Zermatt's Glaciers and Climate Change
Highlights of Zermatt's Glacial Retreat
- Glaciers are very sensitive indicators of climate change. They quickly respond to global warming and their resulting retreat can be easily seen. Zermatt's glaciers are examples of worldwide glacial retreat that give us evidence of climate change.
- Zermatt's ski lift system offers easy and extensive access to see many glaciers and their retreat features.
- Zermatt's major glaciers have been studied for over 100 years and provide a scientific basis for determining their advances and retreats.

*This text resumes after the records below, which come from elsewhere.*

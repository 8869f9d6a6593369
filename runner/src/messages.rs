use serde::{de::DeserializeOwned, Deserialize, Serialize};
use serde_repr::*;
use thiserror::Error;

pub type JobId = i32;

#[derive(Debug, Error)]
pub enum MessageError {
    #[error("Failed to parse message")]
    Decode(#[source] bincode::Error),
    #[error("Failed to serialize message")]
    Encode(#[source] bincode::Error),
}

/// where an input file lives on the worker rank
#[derive(Serialize_repr, Deserialize_repr, PartialEq, Eq, Debug, Clone, Copy)]
#[repr(u8)]
pub enum Scope {
    /// broadcast once per run into the common directory
    Run = 0,
    /// cached in the job directory by the job initializing task
    Job = 1,
    /// delivered inline with the task
    Task = 2,
}

#[derive(Serialize_repr, Deserialize_repr, PartialEq, Eq, Debug, Clone, Copy, Default)]
#[repr(u8)]
pub enum PreProcessor {
    #[default]
    None = 0,
    ArchiveUnzip = 1,
    FileGunzip = 2,
}

#[derive(Serialize_repr, Deserialize_repr, PartialEq, Eq, Debug, Clone, Copy, Default)]
#[repr(u8)]
pub enum PostProcessor {
    #[default]
    None = 0,
    FileGzip = 1,
}

#[derive(Debug, Clone, PartialEq, Eq, Serialize, Deserialize)]
pub struct InputFile {
    pub name: String,
    pub scope: Scope,
    #[serde(default)]
    pub pre_processor: PreProcessor,
    pub data: Option<Vec<u8>>,
}

#[derive(Debug, Clone, PartialEq, Eq, Serialize, Deserialize)]
pub struct Command {
    pub program: String,
    #[serde(default)]
    pub arguments: Vec<String>,
    /// in seconds
    pub timeout: Option<u64>,
}

#[derive(Debug, Clone, PartialEq, Eq, Serialize, Deserialize)]
pub struct OutputFile {
    pub name: String,
    #[serde(default)]
    pub post_processor: PostProcessor,
}

#[derive(Debug, Clone, PartialEq, Eq, Serialize, Deserialize)]
pub struct Variable {
    pub name: String,
    pub value: String,
}

/// one unit of work, sent by the coordinator to a worker thread
#[derive(Debug, Clone, PartialEq, Eq, Serialize, Deserialize)]
pub struct Task {
    pub job_id: JobId,
    pub index: i32,
    pub cmd_id: String,
    pub init_job: bool,
    pub completed_job_ids: Vec<JobId>,
    pub input_files: Vec<InputFile>,
    pub commands: Vec<Command>,
    pub output_files: Vec<OutputFile>,
    pub env: Vec<Variable>,
}

#[derive(Debug, Clone, PartialEq, Eq, Serialize, Deserialize)]
pub struct ResultFile {
    pub name: String,
    pub data: Vec<u8>,
}

#[derive(Debug, Clone, PartialEq, Eq, Serialize, Deserialize)]
pub struct TaskResult {
    pub exit_code: i32,
    pub working_data_size: u64,
    pub output_files: Vec<ResultFile>,
    /// in ms
    pub command_durations: Vec<u64>,
    /// in ms
    pub task_duration: u64,
}

/// one chunk of a run scoped file
#[derive(Debug, Clone, PartialEq, Eq, Serialize, Deserialize)]
pub struct CommonFile {
    pub name: String,
    pub chunk: u32,
    pub last: bool,
    pub data: Vec<u8>,
}

impl Task {
    /// name of the file collecting the output of all commands
    pub fn stdout_file_name(&self) -> String {
        format!("{}_{}.out", self.cmd_id, self.index)
    }
}

impl TaskResult {
    pub fn output_file(&self, name: &str) -> Option<&ResultFile> {
        self.output_files.iter().find(|file| file.name == name)
    }
}

pub fn encode<M: Serialize>(message: &M) -> Result<Vec<u8>, MessageError> {
    bincode::serialize(message).map_err(MessageError::Encode)
}

pub fn decode<M: DeserializeOwned>(buffer: &[u8]) -> Result<M, MessageError> {
    bincode::deserialize(buffer).map_err(MessageError::Decode)
}

#[cfg(test)]
mod tests {
    use super::*;

    #[test]
    fn truncated_task_is_rejected() {
        let task = Task {
            job_id: 3,
            index: 0,
            cmd_id: String::from("lf"),
            init_job: true,
            completed_job_ids: vec![1, 2],
            input_files: vec![InputFile {
                name: String::from("network.xiidm.gz"),
                scope: Scope::Job,
                pre_processor: PreProcessor::FileGunzip,
                data: Some(vec![0; 16]),
            }],
            commands: Vec::new(),
            output_files: Vec::new(),
            env: Vec::new(),
        };
        let buffer = encode(&task).unwrap();

        assert_eq!(decode::<Task>(&buffer).unwrap(), task);
        assert!(matches!(
            decode::<Task>(&buffer[..buffer.len() / 2]),
            Err(MessageError::Decode(_))
        ));
    }

    #[test]
    fn stdout_file_is_named_after_command_and_index() {
        let task = Task {
            job_id: 0,
            index: 12,
            cmd_id: String::from("dymola"),
            init_job: false,
            completed_job_ids: Vec::new(),
            input_files: Vec::new(),
            commands: Vec::new(),
            output_files: Vec::new(),
            env: Vec::new(),
        };

        assert_eq!(task.stdout_file_name(), "dymola_12.out");
    }
}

- Zermatt's major glaciers have lost up to 2 miles in length and over 200 feet in thickness in the past 150 years.
- Retreat rates have accelerated over the past few decades. Retreat rates for the Gorner and Findel glaciers have been about 4 times faster during the past 20 years than the previous 110 years.
- Glacial retreat features such as moraines and empty valleys are visual evidence that retreat has occurred during the past 150 years.
- Historical photographs show that today's empty valleys were filled with ice 150 years ago.
- Comparison photographs in this website show noticeable retreat of the Gorner and Upper Theodul glaciers in only 10 years.
- Since 1990 all five tributary glaciers that had been flowing into the Gorner Glacier have retreated and
separated from it. Similarly, since the early 1990s, the last tributary glacier separated from the Findel Glacier.
- Climate change studies by the United Nations have concluded that there is high confidence that a substantial part of glacial retreat is likely due to human influence that has caused higher concentrations of greenhouse gasses and increased temperatures worldwide.